Dataset entries
━━━━━━━━━━━━━━━━━━━━━━━━━━━━━━
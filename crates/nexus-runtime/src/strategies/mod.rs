//! Execution strategies: direct, light planning, deep reasoning.

mod deep;
mod direct;
mod light;

pub use deep::DeepReasoningStrategy;
pub use direct::DirectStrategy;
pub use light::LightPlanningStrategy;

use async_trait::async_trait;

use crate::error::RuntimeResult;
use crate::observer::ExecutionObserver;
use crate::reasoning::planner::{AttemptSummary, PlanContext, PlanMode};
use crate::reasoning::types::{ComplexityAnalysis, StrategyKind};
use crate::tracker::{PlanStep, ProgressTracker};

/// Common contract for all execution strategies.
///
/// `execute` returns the buffered response text; quality checking is
/// the loop's job, not the strategy's.
#[async_trait]
pub trait ExecutionStrategy: Send + Sync {
    /// Which strategy this is.
    fn kind(&self) -> StrategyKind;

    /// Execute the query under this strategy.
    ///
    /// # Errors
    ///
    /// Propagates LLM API failures from the underlying executor.
    async fn execute(
        &self,
        query: &str,
        complexity: &ComplexityAnalysis,
        tracker: &mut ProgressTracker,
        observer: &dyn ExecutionObserver,
    ) -> RuntimeResult<String>;
}

/// Build the planner context from the tracker's accumulated state.
///
/// Refinement data (previous attempts, completed steps, knowledge gaps)
/// is only attached when the tracker already holds prior work.
pub(crate) fn build_plan_context(
    complexity: &ComplexityAnalysis,
    tool_names: Vec<String>,
    tracker: &ProgressTracker,
    mode: PlanMode,
) -> PlanContext {
    let mut context = PlanContext::new(mode, tool_names);
    context.complexity = Some(format!(
        "{} ({} iterations estimated)",
        complexity.level, complexity.estimated_iterations
    ));

    if !tracker.has_prior_work() {
        return context;
    }

    if tracker.attempts.len() > 1 {
        context.previous_attempts = tracker
            .attempts
            .iter()
            .take(tracker.attempts.len().saturating_sub(1))
            .map(|attempt| AttemptSummary {
                strategy: attempt.strategy.to_string(),
                quality: attempt.quality_score,
                evaluation: attempt
                    .evaluation
                    .as_ref()
                    .map(|evaluation| evaluation.reasoning.clone()),
            })
            .collect();
    }

    context.knowledge_gaps = tracker.insights.knowledge_gaps().to_vec();

    if let Some(plan) = &tracker.plan {
        context.completed_steps = plan
            .completed_steps()
            .iter()
            .map(|step| step.description.clone())
            .collect();
    }

    context
}

/// Build a subtask query enriched with recent findings and gaps.
///
/// Used by light planning: the last up-to-three completed steps'
/// findings and up to three knowledge gaps are appended.
pub(crate) fn build_subtask_query(step: &PlanStep, tracker: &ProgressTracker) -> String {
    let mut query = step.description.clone();

    if let Some(plan) = &tracker.plan {
        let completed = plan.completed_steps();
        if !completed.is_empty() {
            let recent = completed
                .iter()
                .rev()
                .take(3)
                .rev()
                .map(|s| format!("- {}: {}", s.description, s.findings.join("; ")))
                .collect::<Vec<_>>()
                .join("\n");
            query.push_str(&format!(
                "\n\nRelevant findings from previous steps:\n{recent}"
            ));
        }
    }

    let gaps = tracker.insights.knowledge_gaps();
    if !gaps.is_empty() {
        let listed = gaps
            .iter()
            .take(3)
            .map(|gap| format!("- {gap}"))
            .collect::<Vec<_>>()
            .join("\n");
        query.push_str(&format!(
            "\n\nAddress these knowledge gaps if relevant:\n{listed}"
        ));
    }

    query
}

/// Build a subtask query with the full tracker context block.
///
/// Used by deep reasoning; the context includes prior attempts, plan
/// progress, gaps, and the tool-execution history so the model avoids
/// redundant calls.
pub(crate) fn build_subtask_query_with_full_context(
    step: &PlanStep,
    tracker: &ProgressTracker,
) -> String {
    let context = tracker.to_context_text(StrategyKind::DeepReasoning);
    format!(
        "{}\n\n{context}\n\nFocus on addressing the identified knowledge gaps and building upon \
         completed work.\nAvoid redundant tool calls - check the tool execution history above.",
        step.description
    )
}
━━━━━━━━━━━━━━━━━━━━━━━━━━━━━━
What you have to do: Filter the data for the string "from" and copy every line that has it.

Answer to this exercise:
    /// Propagates LLM API failures from the underlying executor.
/// Build the planner context from the tracker's accumulated state.
                "\n\nRelevant findings from previous steps:\n{recent}"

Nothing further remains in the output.